[Collected data]
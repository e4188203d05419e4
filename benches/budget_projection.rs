use std::hint::black_box;
use std::sync::Arc;

use bufy_core::{AccountStore, BudgetListView, BudgetService};
use bufy_domain::{AccountSnapshot, BudgetFilter, BudgetQuery};
use criterion::{criterion_group, criterion_main, Criterion};

fn sample_snapshot() -> AccountSnapshot {
    AccountSnapshot {
        income: 5200.0,
        disposable_income: 2100.0,
        desired_savings: 800.0,
        groceries: 450.0,
        transport: 120.0,
        eating_out: 210.0,
        entertainment: 90.0,
        utilities: 300.0,
        healthcare: 75.0,
        education: 0.0,
        miscellaneous: 40.0,
    }
}

fn bench_projection(c: &mut Criterion) {
    let snapshot = sample_snapshot();
    let query = BudgetQuery::new("e", BudgetFilter::Over);

    c.bench_function("budget.project_and_filter", |b| {
        b.iter(|| {
            let entries = BudgetService::project(Some(black_box(&snapshot)));
            let metrics = BudgetService::metrics(Some(&snapshot));
            BudgetService::filter(&entries, &query, &metrics)
        });
    });

    let store = Arc::new(AccountStore::new(Some(snapshot)));
    let mut view = BudgetListView::attach(Arc::clone(&store));
    c.bench_function("budget.view_sync_after_update", |b| {
        b.iter(|| {
            store.update(|snapshot| snapshot.groceries += 1.0);
            black_box(view.sync())
        });
    });
}

criterion_group!(benches, bench_projection);
criterion_main!(benches);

§ **HOW TO COMPLETE THIS TASK**:
The answer must be an exact transcription of every record above.

§ **WRITTEN RESPONSE**:
repository e4188203d05419e4
filename benches/budget_projection.rs
use std::hint::black_box;
use std::sync::Arc;

use bufy_core::{AccountStore, BudgetListView, BudgetService};
use bufy_domain::{AccountSnapshot, BudgetFilter, BudgetQuery};
use criterion::{criterion_group, criterion_main, Criterion};

fn sample_snapshot() -> AccountSnapshot {
    AccountSnapshot {
        income: 5200.0,
        disposable_income: 2100.0,
        desired_savings: 800.0,
        groceries: 450.0,
        transport: 120.0,
        eating_out: 210.0,
        entertainment: 90.0,
        utilities: 300.0,
        healthcare: 75.0,
        education: 0.0,
        miscellaneous: 40.0,
    }
}

fn bench_projection(c: &mut Criterion) {
    let snapshot = sample_snapshot();
    let query = BudgetQuery::new("e", BudgetFilter::Over);

    c.bench_function("budget.project_and_filter", |b| {
        b.iter(|| {
            let entries = BudgetService::project(Some(black_box(&snapshot)));
            let metrics = BudgetService::metrics(Some(&snapshot));
            BudgetService::filter(&entries, &query, &metrics)
        });
    });

    let store = Arc::new(AccountStore::new(Some(snapshot)));
    let mut view = BudgetListView::attach(Arc::clone(&store));
    c.bench_function("budget.view_sync_after_update", |b| {
        b.iter(|| {
            store.update(|snapshot| snapshot.groceries += 1.0);
            black_box(view.sync())
        });
    });
}

criterion_group!(benches, bench_projection);
criterion_main!(benches);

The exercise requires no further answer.